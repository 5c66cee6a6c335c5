//! Property tests for the clamped quantities of a resolution pass

use arc_operations::combat::{ammo_ratio, involved_defense};
use arc_operations::combat::endurance::{endurance, endurance_modifier};
use arc_operations::core::{CombatConfig, Dice};
use arc_operations::map::TerrainModifiers;
use proptest::prelude::*;

proptest! {
    #[test]
    fn ammo_ratio_is_a_fraction(
        available in 0.0f64..1e4,
        demand in 0.0f64..10.0,
        elapsed in 0.0f64..20_000.0,
        multiplier in 0.0f64..3.0,
    ) {
        let config = CombatConfig::default();
        let ratio = ammo_ratio(available, demand, elapsed, multiplier, &config);
        prop_assert!((0.0..=1.0).contains(&ratio));
        // Never more than half the stock in one pass
        prop_assert!(demand * elapsed * ratio <= 0.5 * available * (1.0 + 1e-9) + 1e-12);
    }

    #[test]
    fn defender_salvo_within_commitment(
        ratio in 0.0f64..50.0,
        density in 0.0f64..5.0,
        demand in 0.0f64..10.0,
        elapsed in 1.0f64..20_000.0,
        available in 0.0f64..1e4,
        multiplier in 0.5f64..1.5,
    ) {
        let config = CombatConfig::default();
        let ammo = ammo_ratio(available, demand, elapsed, multiplier, &config);
        let involved = involved_defense(ratio, density, demand, elapsed, ammo, available, &config);
        prop_assert!(involved >= 0.0 && involved <= 1.0);
        prop_assert!(demand * elapsed * ammo * involved <= 0.8 * available * (1.0 + 1e-9) + 1e-12);
    }

    #[test]
    fn endurance_modifier_stays_in_bounds(ratio in 0.0f64..1e6, density in 0.0f64..10.0) {
        let config = CombatConfig::default();
        let m = endurance_modifier(ratio, density, &TerrainModifiers::default(), &config);
        prop_assert!(m >= config.min_endurance_modifier && m <= config.max_endurance_modifier);
    }

    #[test]
    fn dice_draws_in_range(seed in any::<u64>(), n in 0u64..500, p in 0.0f64..1.0, lo in -10i32..10, span in 0i32..20) {
        let config = CombatConfig::default();
        let mut dice = Dice::new(seed);
        let u = dice.uniform();
        prop_assert!((0.0..1.0).contains(&u));
        prop_assert!(dice.binomial(n, p) <= n);
        let roll = dice.die_roll(lo, lo + span);
        prop_assert!(roll >= lo && roll <= lo + span);
        let e = endurance(&mut dice, &config, p, 1.0);
        prop_assert!(e >= 1.0 && e <= config.max_endurance);
    }
}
○ ○ ○
Transcribe all of the data, keeping every line identical.

repository 5c66cee6a6c335c5
//! Property tests for the clamped quantities of a resolution pass

use arc_operations::combat::{ammo_ratio, involved_defense};
use arc_operations::combat::endurance::{endurance, endurance_modifier};
use arc_operations::core::{CombatConfig, Dice};
use arc_operations::map::TerrainModifiers;
use proptest::prelude::*;

proptest! {
    #[test]
    fn ammo_ratio_is_a_fraction(
        available in 0.0f64..1e4,
        demand in 0.0f64..10.0,
        elapsed in 0.0f64..20_000.0,
        multiplier in 0.0f64..3.0,
    ) {
        let config = CombatConfig::default();
        let ratio = ammo_ratio(available, demand, elapsed, multiplier, &config);
        prop_assert!((0.0..=1.0).contains(&ratio));
        // Never more than half the stock in one pass
        prop_assert!(demand * elapsed * ratio <= 0.5 * available * (1.0 + 1e-9) + 1e-12);
    }

    #[test]
    fn defender_salvo_within_commitment(
        ratio in 0.0f64..50.0,
        density in 0.0f64..5.0,
        demand in 0.0f64..10.0,
        elapsed in 1.0f64..20_000.0,
        available in 0.0f64..1e4,
        multiplier in 0.5f64..1.5,
    ) {
        let config = CombatConfig::default();
        let ammo = ammo_ratio(available, demand, elapsed, multiplier, &config);
        let involved = involved_defense(ratio, density, demand, elapsed, ammo, available, &config);
        prop_assert!(involved >= 0.0 && involved <= 1.0);
        prop_assert!(demand * elapsed * ammo * involved <= 0.8 * available * (1.0 + 1e-9) + 1e-12);
    }

    #[test]
    fn endurance_modifier_stays_in_bounds(ratio in 0.0f64..1e6, density in 0.0f64..10.0) {
        let config = CombatConfig::default();
        let m = endurance_modifier(ratio, density, &TerrainModifiers::default(), &config);
        prop_assert!(m >= config.min_endurance_modifier && m <= config.max_endurance_modifier);
    }

    #[test]
    fn dice_draws_in_range(seed in any::<u64>(), n in 0u64..500, p in 0.0f64..1.0, lo in -10i32..10, span in 0i32..20) {
        let config = CombatConfig::default();
        let mut dice = Dice::new(seed);
        let u = dice.uniform();
        prop_assert!((0.0..1.0).contains(&u));
        prop_assert!(dice.binomial(n, p) <= n);
        let roll = dice.die_roll(lo, lo + span);
        prop_assert!(roll >= lo && roll <= lo + span);
        let e = endurance(&mut dice, &config, p, 1.0);
        prop_assert!(e >= 1.0 && e <= config.max_endurance);
    }
}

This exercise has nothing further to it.